▶ [Work instruction]:
Take the material below and output exactly the run of lines from the one containing "filename crates/peripheral-access/src/error.rs" down to the one containing "has not given", with both included.

Top of Information

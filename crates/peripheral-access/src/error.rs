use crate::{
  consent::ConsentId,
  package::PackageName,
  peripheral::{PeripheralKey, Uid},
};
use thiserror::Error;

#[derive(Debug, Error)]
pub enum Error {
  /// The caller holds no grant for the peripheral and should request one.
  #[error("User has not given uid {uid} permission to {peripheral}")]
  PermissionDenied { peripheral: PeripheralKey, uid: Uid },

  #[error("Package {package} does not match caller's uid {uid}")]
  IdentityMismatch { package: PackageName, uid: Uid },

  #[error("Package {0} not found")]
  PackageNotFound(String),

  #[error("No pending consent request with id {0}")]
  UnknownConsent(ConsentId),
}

Bottom of Information
Top of Information

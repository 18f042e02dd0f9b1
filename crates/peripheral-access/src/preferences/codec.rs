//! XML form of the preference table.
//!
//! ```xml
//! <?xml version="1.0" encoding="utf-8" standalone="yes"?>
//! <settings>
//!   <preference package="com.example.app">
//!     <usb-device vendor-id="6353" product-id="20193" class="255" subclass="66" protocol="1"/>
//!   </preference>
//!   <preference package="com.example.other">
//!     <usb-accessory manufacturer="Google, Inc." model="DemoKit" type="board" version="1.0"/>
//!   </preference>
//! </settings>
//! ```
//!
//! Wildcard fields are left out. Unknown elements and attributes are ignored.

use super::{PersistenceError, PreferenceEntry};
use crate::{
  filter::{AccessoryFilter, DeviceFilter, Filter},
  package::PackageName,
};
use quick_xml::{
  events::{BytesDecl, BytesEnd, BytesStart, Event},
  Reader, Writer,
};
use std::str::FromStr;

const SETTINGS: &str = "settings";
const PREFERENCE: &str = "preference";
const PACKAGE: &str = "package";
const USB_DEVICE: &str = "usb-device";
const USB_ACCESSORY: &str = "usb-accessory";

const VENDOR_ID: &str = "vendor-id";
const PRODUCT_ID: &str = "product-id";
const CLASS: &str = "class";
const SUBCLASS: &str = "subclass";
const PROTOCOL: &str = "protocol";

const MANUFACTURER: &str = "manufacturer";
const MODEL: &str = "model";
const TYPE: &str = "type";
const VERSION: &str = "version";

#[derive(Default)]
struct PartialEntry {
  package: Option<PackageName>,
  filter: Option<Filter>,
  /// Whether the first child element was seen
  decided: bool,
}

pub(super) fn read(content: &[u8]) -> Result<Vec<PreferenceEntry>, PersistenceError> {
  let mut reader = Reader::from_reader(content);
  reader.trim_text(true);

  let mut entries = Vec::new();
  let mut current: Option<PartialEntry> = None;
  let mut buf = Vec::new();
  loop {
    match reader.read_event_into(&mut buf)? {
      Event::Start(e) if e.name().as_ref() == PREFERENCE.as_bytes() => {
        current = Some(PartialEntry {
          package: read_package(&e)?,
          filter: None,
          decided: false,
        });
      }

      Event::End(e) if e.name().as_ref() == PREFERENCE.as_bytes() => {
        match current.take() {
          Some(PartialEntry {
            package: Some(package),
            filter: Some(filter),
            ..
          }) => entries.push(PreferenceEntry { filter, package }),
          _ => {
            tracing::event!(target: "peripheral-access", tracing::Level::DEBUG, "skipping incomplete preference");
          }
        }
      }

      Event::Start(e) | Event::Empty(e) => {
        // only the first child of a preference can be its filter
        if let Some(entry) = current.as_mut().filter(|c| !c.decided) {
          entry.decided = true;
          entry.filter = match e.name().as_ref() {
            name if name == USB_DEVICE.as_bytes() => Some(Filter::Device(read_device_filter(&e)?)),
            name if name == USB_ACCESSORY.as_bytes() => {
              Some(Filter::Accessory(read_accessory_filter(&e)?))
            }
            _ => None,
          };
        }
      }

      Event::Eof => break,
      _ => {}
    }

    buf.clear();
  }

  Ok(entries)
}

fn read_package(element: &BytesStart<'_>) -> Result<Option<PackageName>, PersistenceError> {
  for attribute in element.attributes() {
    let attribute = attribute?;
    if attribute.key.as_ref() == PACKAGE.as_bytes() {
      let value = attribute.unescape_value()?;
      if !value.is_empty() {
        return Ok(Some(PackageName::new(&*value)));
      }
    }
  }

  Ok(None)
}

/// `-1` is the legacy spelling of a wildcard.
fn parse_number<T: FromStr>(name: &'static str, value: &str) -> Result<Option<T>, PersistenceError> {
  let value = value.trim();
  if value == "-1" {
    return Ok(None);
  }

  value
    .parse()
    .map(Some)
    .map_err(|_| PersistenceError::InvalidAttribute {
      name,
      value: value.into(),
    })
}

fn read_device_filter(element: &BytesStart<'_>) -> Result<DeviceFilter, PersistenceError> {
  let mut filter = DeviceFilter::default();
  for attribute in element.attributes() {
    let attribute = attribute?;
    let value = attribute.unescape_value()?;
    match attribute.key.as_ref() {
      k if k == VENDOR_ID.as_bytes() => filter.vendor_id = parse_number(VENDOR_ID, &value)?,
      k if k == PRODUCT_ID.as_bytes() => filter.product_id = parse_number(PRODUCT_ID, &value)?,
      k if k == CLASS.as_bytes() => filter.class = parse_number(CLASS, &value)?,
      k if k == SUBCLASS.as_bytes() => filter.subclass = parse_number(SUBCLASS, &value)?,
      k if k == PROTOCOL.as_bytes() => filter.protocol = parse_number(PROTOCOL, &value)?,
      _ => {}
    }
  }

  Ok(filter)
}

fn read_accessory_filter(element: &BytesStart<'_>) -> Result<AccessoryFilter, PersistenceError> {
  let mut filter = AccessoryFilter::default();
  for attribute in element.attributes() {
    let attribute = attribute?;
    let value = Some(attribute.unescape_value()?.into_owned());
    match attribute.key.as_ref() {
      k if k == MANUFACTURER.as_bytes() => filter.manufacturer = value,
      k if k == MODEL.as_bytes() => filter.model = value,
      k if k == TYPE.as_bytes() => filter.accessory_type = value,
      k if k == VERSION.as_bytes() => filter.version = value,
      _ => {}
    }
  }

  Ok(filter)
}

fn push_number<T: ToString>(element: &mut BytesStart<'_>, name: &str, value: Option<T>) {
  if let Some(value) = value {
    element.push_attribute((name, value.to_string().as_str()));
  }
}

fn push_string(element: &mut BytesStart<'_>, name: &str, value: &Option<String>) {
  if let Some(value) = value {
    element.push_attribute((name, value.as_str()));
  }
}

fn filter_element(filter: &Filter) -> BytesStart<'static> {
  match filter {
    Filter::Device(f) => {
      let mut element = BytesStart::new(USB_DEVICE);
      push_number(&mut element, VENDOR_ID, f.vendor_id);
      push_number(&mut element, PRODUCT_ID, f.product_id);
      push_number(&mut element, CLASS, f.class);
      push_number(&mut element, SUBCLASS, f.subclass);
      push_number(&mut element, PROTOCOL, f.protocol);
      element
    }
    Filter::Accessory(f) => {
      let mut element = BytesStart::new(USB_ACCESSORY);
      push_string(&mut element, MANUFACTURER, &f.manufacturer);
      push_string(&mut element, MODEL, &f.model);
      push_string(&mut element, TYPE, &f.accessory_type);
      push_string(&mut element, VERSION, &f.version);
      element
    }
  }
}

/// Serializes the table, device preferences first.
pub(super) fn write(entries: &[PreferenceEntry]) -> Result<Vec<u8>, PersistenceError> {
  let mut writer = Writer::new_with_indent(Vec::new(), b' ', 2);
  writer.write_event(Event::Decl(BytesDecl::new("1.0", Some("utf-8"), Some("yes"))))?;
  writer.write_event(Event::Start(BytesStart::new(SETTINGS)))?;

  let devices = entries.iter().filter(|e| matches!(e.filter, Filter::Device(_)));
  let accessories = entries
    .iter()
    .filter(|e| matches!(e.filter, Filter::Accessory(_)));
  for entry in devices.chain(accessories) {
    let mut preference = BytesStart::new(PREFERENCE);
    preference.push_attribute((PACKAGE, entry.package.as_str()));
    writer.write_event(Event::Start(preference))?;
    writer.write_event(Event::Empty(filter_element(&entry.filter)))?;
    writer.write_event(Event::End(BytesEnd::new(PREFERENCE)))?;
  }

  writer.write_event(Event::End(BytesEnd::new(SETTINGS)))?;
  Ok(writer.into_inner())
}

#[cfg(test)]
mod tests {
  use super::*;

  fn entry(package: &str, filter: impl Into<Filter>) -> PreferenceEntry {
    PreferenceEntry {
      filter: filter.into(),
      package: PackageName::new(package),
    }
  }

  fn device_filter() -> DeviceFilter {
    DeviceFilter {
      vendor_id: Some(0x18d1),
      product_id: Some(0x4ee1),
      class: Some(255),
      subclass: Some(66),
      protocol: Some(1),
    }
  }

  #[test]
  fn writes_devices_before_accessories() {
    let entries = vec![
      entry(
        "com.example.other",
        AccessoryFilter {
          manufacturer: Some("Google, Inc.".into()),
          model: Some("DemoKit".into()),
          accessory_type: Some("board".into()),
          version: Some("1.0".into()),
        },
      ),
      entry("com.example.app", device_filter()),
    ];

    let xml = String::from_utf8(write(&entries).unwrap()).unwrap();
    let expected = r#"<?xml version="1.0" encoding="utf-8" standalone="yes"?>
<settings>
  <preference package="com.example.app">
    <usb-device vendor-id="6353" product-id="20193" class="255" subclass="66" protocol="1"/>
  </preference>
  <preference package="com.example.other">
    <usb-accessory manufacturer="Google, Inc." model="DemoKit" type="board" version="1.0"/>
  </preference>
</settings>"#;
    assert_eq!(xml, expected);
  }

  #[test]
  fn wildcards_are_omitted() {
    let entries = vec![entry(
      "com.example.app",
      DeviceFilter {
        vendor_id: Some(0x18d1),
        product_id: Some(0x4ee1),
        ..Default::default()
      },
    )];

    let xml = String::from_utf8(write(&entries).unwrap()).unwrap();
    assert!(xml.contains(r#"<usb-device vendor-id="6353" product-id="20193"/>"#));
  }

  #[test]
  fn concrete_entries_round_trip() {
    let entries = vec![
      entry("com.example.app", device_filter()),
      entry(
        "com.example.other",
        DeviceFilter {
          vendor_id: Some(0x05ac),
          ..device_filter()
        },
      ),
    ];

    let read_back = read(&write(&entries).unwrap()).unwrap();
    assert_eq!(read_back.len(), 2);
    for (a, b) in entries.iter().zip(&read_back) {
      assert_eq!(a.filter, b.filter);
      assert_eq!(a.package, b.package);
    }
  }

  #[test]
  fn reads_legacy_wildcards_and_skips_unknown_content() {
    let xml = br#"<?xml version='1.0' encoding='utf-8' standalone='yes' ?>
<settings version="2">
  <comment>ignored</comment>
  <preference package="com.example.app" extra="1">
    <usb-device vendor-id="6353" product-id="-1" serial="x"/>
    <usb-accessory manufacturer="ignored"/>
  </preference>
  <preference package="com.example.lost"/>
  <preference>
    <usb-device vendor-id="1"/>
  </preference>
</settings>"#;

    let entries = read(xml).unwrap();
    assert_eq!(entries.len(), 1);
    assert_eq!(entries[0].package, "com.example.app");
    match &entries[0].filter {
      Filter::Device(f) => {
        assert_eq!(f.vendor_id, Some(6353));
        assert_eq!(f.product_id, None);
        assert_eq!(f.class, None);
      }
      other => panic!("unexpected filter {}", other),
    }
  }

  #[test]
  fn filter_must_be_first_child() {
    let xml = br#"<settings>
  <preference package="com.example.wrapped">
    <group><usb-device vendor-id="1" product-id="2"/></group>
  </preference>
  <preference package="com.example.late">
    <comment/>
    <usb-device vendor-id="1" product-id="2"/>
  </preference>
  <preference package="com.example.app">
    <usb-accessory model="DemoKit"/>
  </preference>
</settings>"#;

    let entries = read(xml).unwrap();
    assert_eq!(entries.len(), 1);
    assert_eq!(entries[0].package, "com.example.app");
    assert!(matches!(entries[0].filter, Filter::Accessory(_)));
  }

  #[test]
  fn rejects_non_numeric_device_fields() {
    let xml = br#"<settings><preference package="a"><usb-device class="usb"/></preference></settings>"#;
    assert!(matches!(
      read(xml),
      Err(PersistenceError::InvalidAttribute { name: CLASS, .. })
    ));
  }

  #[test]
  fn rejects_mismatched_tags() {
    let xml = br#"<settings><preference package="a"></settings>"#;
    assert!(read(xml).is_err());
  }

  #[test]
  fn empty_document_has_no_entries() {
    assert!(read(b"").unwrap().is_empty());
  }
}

Bottom of Information

▶ [Response to the task]:
filename crates/peripheral-access/src/error.rs
use crate::{
  consent::ConsentId,
  package::PackageName,
  peripheral::{PeripheralKey, Uid},
};
use thiserror::Error;

#[derive(Debug, Error)]
pub enum Error {
  /// The caller holds no grant for the peripheral and should request one.
  #[error("User has not given uid {uid} permission to {peripheral}")]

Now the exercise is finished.